Once Buckley was known as Letchkov for his perverted nature but not anymore. After returning to the classroom he’s got himself into very bad company and can no longer “Just Say No”. One can only hope that the narcotic schoolboy can be helped and we only pray that Warrington Collegiate Institute has someone at the helm with as much balls as McCluskey.
Perhaps more well known for his liking for ladies underwear but this infamy merely overshadows his worst crime which was to fail to catch the Andrex puppy whilst on Alen Bostik’s stag night and spent the night carrying round his own filth. What makes the whole sorry tale worse is that Thong/Bray/Prince Charmin Ultra attempted to remove the offending excreta with his own fingers. He is now forced to wear his goalie gloves on every night out.
This is perhaps the most shameful aspect of Chunky Norwich as a club. Not only were Chunky Norwich shamed by the revelation that Glitter was prone to using his largest digit against unsuspecting girls, they were then further disgraced by the uncovering of the fact that the star midfielder was dating a minor. Chunky are now treated with disdain wherever they go as they decided to stand by the dirty bastard rather than let the Rat play in midfield. He wont be taking his computer into PC World for a while.

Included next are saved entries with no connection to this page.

use super::{EntropyError, EntropyProvider, ProviderKind};
use crate::os::sys_random;

/// Entropy from the operating system API selected at build time.
#[derive(Clone, Copy, Debug, Default)]
pub struct PlatformRandom;

impl EntropyProvider for PlatformRandom {
    fn kind(&self) -> ProviderKind {
        ProviderKind::PlatformApi
    }

    fn fill(&mut self, dest: &mut [u8]) -> Result<(), EntropyError> {
        sys_random(dest)
    }
}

Probably the time Chunky got most in trouble with members of the public unless you count Halestorm’s star and one time Chunky player Ripper’s international incident of sexually harassing an entire American family. Both incidents happened in the same weekend of Chunky skipper Magnum’s stag do. Incidents were expected but perhaps not this shameful. Returning to the hotel after a 14 hour drinking binge, the captain, Alen Bostik and non-Chunky player Adam Nabozny decided to let off fire extinguishers in the hotel on a scale Stan Collymore could only dream about. Both players were fined 50 pints each by the manager which saw him through the weekend nicely.